É tão difícil assim?

‘É tão difícil assim pedir desculpa?’. Disparada sem aviso prévio, a pergunta só pode ter uma resposta: ‘Tem de ser’. Se não fosse, haveria muito mais gente a reconhecer o erro e pedir desculpa. A história dos países, das igrejas, dos governos, dos partidos, dos exércitos, dos tribunais, das empresas, dos jornais, das famílias… e…

‘É tão difícil assim pedir desculpa?’. Disparada sem aviso prévio, a pergunta só pode ter uma resposta: ‘Tem de ser’. Se não fosse, haveria muito mais gente a reconhecer o erro e pedir desculpa.

A história dos países, das igrejas, dos governos, dos partidos, dos exércitos, dos tribunais, das empresas, dos jornais, das famílias… e das pessoas, está recheada de erros, com consequências devastadoras, mas muito poucos são capazes de dizer: «Enganei-me, peço desculpa». Feito o mal, mudam o discurso e saem lampeiros, como se nada tivesse acontecido. 

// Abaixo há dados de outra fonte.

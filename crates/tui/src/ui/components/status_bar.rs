use ratatui::{
    Frame,
    layout::Rect,
    text::{Line, Span},
    widgets::Paragraph,
};

use crate::app::App;
use crate::ui::components::Component;
use crate::ui::theme::{Theme, theme_helpers as th};

/// One-line summary of the menu inputs: connection, accounts, elevated key.
#[derive(Debug, Default)]
pub struct StatusBarComponent;

impl StatusBarComponent {
    fn connection_span<'a, T: Theme + ?Sized>(app: &App, theme: &T) -> Span<'a> {
        let snapshot = app.model.snapshot();
        match (snapshot.connected, snapshot.ready) {
            (true, true) => Span::styled("● ready", theme.status_success()),
            (true, false) => Span::styled("● connecting…", theme.status_warning()),
            (false, _) => Span::styled("● disconnected", theme.status_error()),
        }
    }
}

impl Component for StatusBarComponent {
    fn render(&mut self, frame: &mut Frame, area: Rect, app: &mut App) {
        let theme = &app.theme;
        let accounts = app.model.accounts();
        let mut spans = vec![
            Self::connection_span(app, theme),
            Span::styled(format!("  accounts: {}", accounts.accounts.len()), theme.text_secondary_style()),
            Span::styled(
                if accounts.has_elevated_key() { "  elevated key: held" } else { "  elevated key: -" },
                theme.text_secondary_style(),
            ),
        ];
        if let Some(status) = &app.status {
            spans.push(Span::styled(format!("  {status}"), theme.accent_primary_style()));
        }
        frame.render_widget(Paragraph::new(Line::from(spans)).style(th::panel_style(theme)), area);
    }
}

Na longínqua Ásia, esteve em moda a autocrítica pública, que fazia parte da liturgia do poder, mas foi por pouco tempo. Era um arremedo de conversão à nova doutrina, acompanhado de juras de fidelidade, muitas vezes já em preparação para golpes futuros. Assim ou assado, isso foi lá longe e a moda passou. 

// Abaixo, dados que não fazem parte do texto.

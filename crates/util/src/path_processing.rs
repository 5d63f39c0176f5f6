use std::path::PathBuf;

use dirs_next::{config_dir, home_dir};

/// Directory name used under the platform configuration directory.
pub const APP_DIR_NAME: &str = "sidenav";

pub fn expand_tilde(path: &str) -> PathBuf {
    let p = path.trim();
    if p == "~" {
        return home_dir().unwrap_or_else(|| PathBuf::from("~"));
    }
    if let Some(rest) = p.strip_prefix("~/") {
        return home_dir().unwrap_or_else(|| PathBuf::from("~")).join(rest);
    }
    if let Some(rest) = p.strip_prefix("~\\") {
        // Windows-style
        return home_dir().unwrap_or_else(|| PathBuf::from("~")).join(rest);
    }
    PathBuf::from(p)
}

/// `<config_dir>/sidenav`, or `./sidenav` when the platform has no config dir.
pub fn app_config_dir() -> PathBuf {
    config_dir().unwrap_or_else(|| PathBuf::from(".")).join(APP_DIR_NAME)
}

Por cá, instalados os nossos mais notórios agitadores nos ‘partidos sérios’, ou nas estruturas do Estado, demos espaço e tempo de antena a gente ambiciosa, ou a justiceiros encartados que escrevem nos jornais e falam na televisão a dar lições de ética e de moral. Alguns carregam crimes de sangue que, estranhamente, nunca foram investigados, mas é como se nada fosse. Converteram-se, fizeram o seu número, uns ficaram, outros desapareceram, e o povo finge que esquece. Para mal de todos, às vezes até aplaude.

Com a descrença de uns e a desistência de outros, a democracia abriu brechas que franquearam a entrada ao oportunismo e à desvergonha; no final, a irresponsabilidade apoderou-se das instituições civis e militares, a incompetência pontificou no governo e na economia, e o país afundou. Depois, as empresas foram fechando, o desemprego ocupou as ruas, a fome alastrou e apareceram falsos Messias a prometer utopias. Quando a coisa deu para o torto, mudaram de fato, e é vê-los travestidos de juízes e profetas. 

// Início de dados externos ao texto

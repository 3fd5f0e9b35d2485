//! Logging.
//!
//! This module provides facilities to set up logging based on a
//! configuration via [`LogConfig`]. It is deliberately split into two
//! phases the way the teacher's logging module is: [`LogConfig::init_logging`]
//! installs a bare-bones stderr logger before the configuration file has even
//! been read (so that config-loading errors themselves can be logged), and
//! [`LogConfig::switch_logging`] replaces it with whatever the user actually
//! asked for once the configuration is known.
//!
//! Unlike the teacher, which built its own dispatch on top of `fern` plus
//! optional `syslog`/`log_reroute` machinery, this module builds directly on
//! `env_logger`, which already supports redirecting its target to a file or
//! stream and re-initializing is as simple as building a fresh `Logger` and
//! calling [`log::set_boxed_logger`]. `daemonbase::error::{Failed, ExitError}`
//! are reused verbatim rather than redefined locally.
use std::convert::TryFrom;
use std::fs::OpenOptions;
use std::path::{Path, PathBuf};
use std::str::FromStr;

use clap::Args;
use daemonbase::error::{ExitError, Failed};
use log::{error, LevelFilter};
use serde::Deserialize;

//------------ LogConfig -----------------------------------------------------

/// Logging configuration, loadable from the TOML config file and
/// overridable from the command line.
#[derive(Clone, Deserialize)]
pub struct LogConfig {
    /// Where to log to?
    #[serde(default)]
    pub log_target: LogTarget,

    /// If logging to a file, use this file.
    ///
    /// This isn't part of `log_target` for deserialization reasons.
    #[serde(default)]
    pub log_file: PathBuf,

    /// The minimum log level to actually log.
    #[serde(default)]
    pub log_level: LogFilter,
}

impl Default for LogConfig {
    fn default() -> Self {
        LogConfig {
            log_target: LogTarget::default(),
            log_file: PathBuf::new(),
            log_level: LogFilter::default(),
        }
    }
}

/// Command line arguments affecting logging, merged into [`LogConfig`]
/// after the config file has been loaded.
#[derive(Args, Clone, Debug, Default)]
pub struct LogArgs {
    /// Log more information, twice or thrice for even more.
    #[arg(short, long, action = clap::ArgAction::Count)]
    pub verbose: u8,

    /// Log less information, twice for no information.
    #[arg(short, long, action = clap::ArgAction::Count, conflicts_with = "verbose")]
    pub quiet: u8,

    /// Log to this file instead of stderr.
    #[arg(long, value_name = "PATH")]
    pub logfile: Option<String>,
}

impl LogConfig {
    /// Initializes logging.
    ///
    /// All diagnostic output is done via logging, never directly to
    /// stderr. This must run before anything else that might want to log
    /// so config-loading errors are visible. It sets a max level of `warn`
    /// and logs to stderr; [`switch_logging`](Self::switch_logging) replaces
    /// this once the real configuration is known.
    pub fn init_logging() -> Result<(), ExitError> {
        let res = env_logger::Builder::new()
            .filter_level(LevelFilter::Warn)
            .format_timestamp(None)
            .try_init();
        if let Err(err) = res {
            eprintln!("Failed to initialize logger: {}.\nAborting.", err);
            return Err(ExitError::default());
        }
        Ok(())
    }

    /// Updates the logging configuration from command line arguments.
    ///
    /// This should be called after the configuration file has been loaded.
    pub fn update_with_args(
        &mut self, args: &LogArgs, cur_dir: &Path,
    ) -> Result<(), Failed> {
        for _ in 0..args.verbose {
            self.log_level.increase()
        }
        for _ in 0..args.quiet {
            self.log_level.decrease()
        }
        if let Some(file) = &args.logfile {
            if file == "-" {
                self.log_target = LogTarget::Stderr;
            } else {
                self.log_target = LogTarget::File;
                self.log_file = cur_dir.join(file);
            }
        }
        Ok(())
    }

    /// Switches logging to the configured target.
    ///
    /// Once the configuration has been successfully loaded, logging should
    /// be switched to whatever the user asked for via this method.
    pub fn switch_logging(&self, daemon: bool) -> Result<(), Failed> {
        let mut builder = env_logger::Builder::new();
        builder.filter_level(self.log_level.0);
        builder.filter_module("rustls", LevelFilter::Error);
        if self.log_level.0 == LevelFilter::Debug {
            builder
                .filter_module("tokio_util", LevelFilter::Info)
                .filter_module("hyper", LevelFilter::Info)
                .filter_module("h2", LevelFilter::Info);
        }
        if daemon {
            builder.format_timestamp_millis();
        } else {
            builder.format_timestamp(None);
        }
        match self.log_target {
            LogTarget::Default | LogTarget::Stderr => {
                builder.target(env_logger::Target::Stderr);
            }
            LogTarget::File => {
                let file = OpenOptions::new()
                    .create(true)
                    .append(true)
                    .open(&self.log_file)
                    .map_err(|err| {
                        error!(
                            "Failed to open log file '{}': {}",
                            self.log_file.display(), err
                        );
                        Failed
                    })?;
                builder.target(env_logger::Target::Pipe(Box::new(file)));
            }
        }
        let logger = builder.build();
        log::set_max_level(self.log_level.0);
        log::set_boxed_logger(Box::new(logger)).map_err(|err| {
            error!("Failed to install logger: {}", err);
            Failed
        })
    }
}

//------------ LogTarget -----------------------------------------------------

/// The target to log to.
#[derive(Clone, Debug, Deserialize, Eq, PartialEq)]
pub enum LogTarget {
    /// Use the system default (stderr).
    #[serde(rename = "default")]
    Default,

    /// Stderr.
    #[serde(rename = "stderr")]
    Stderr,

    /// A file.
    #[serde(rename = "file")]
    File,
}

impl Default for LogTarget {
    fn default() -> Self {
        LogTarget::Default
    }
}

//------------ LogFilter ------------------------------------------------------

#[derive(Clone, Deserialize)]
#[serde(try_from = "String")]
pub struct LogFilter(log::LevelFilter);

impl LogFilter {
    pub fn increase(&mut self) {
        use log::LevelFilter::*;

        self.0 = match self.0 {
            Off => Error,
            Error => Warn,
            Warn => Info,
            Info => Debug,
            Debug => Trace,
            Trace => Trace,
        }
    }

    pub fn decrease(&mut self) {
        use log::LevelFilter::*;

        self.0 = match self.0 {
            Off => Off,
            Error => Off,
            Warn => Error,
            Info => Warn,
            Debug => Info,
            Trace => Debug,
        }
    }
}

impl Default for LogFilter {
    fn default() -> Self {
        LogFilter(log::LevelFilter::Warn)
    }
}

impl TryFrom<String> for LogFilter {
    type Error = log::ParseLevelError;

    fn try_from(value: String) -> Result<Self, Self::Error> {
        log::LevelFilter::from_str(&value).map(LogFilter)
    }
}

#[cfg(test)]
mod test {
    use super::*;

    #[test]
    fn filter_increase_and_decrease_saturate() {
        let mut f = LogFilter(LevelFilter::Trace);
        f.increase();
        assert_eq!(f.0, LevelFilter::Trace);
        let mut f = LogFilter(LevelFilter::Off);
        f.decrease();
        assert_eq!(f.0, LevelFilter::Off);
    }

    #[test]
    fn filter_increase_steps_through_levels() {
        let mut f = LogFilter(LevelFilter::Warn);
        f.increase();
        assert_eq!(f.0, LevelFilter::Info);
        f.increase();
        assert_eq!(f.0, LevelFilter::Debug);
    }

    #[test]
    fn log_target_defaults_to_default_variant() {
        assert_eq!(LogTarget::default(), LogTarget::Default);
    }
}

É bem certo que o atrevimento cresce na razão direta da impunidade. Não fora essa lei antiga, como explicar a persistência do mal? Como entender, por exemplo, as ações dos que, ainda recentemente, destruíram pilares da economia, como o BCP, a PT, o BES, a CIMPOR e a CGD, sem que se levantasse um juízo de censura? Os nomes e as caras são conhecidos, e muitos recordam os feitos, com honras de primeira página e direito a entrevistas nas televisões, ao mesmo tempo que eram escalados os rankings dos mais poderosos e atribuídas comendas aos novos ‘pais da pátria’. Tardou dez anos para se descobrir que ‘o rei ia nu’. Mas, agora que tudo começa a ficar claro, surgem as falhas de memória redentoras. Poltrões uma vez, desonestos sempre! 

Aos vilões da história não se pede que recitem o ato de contrição da velha catequese – «prometo firmemente emendar-me e não mais voltar a pecar», porque ninguém os levaria a sério. Mas não seria mau se, por uma vez, tivessem a decência de substituir o «Olá, como está?», de quando estendem a mão, por um simples mas honesto «Peço-lhe desculpa».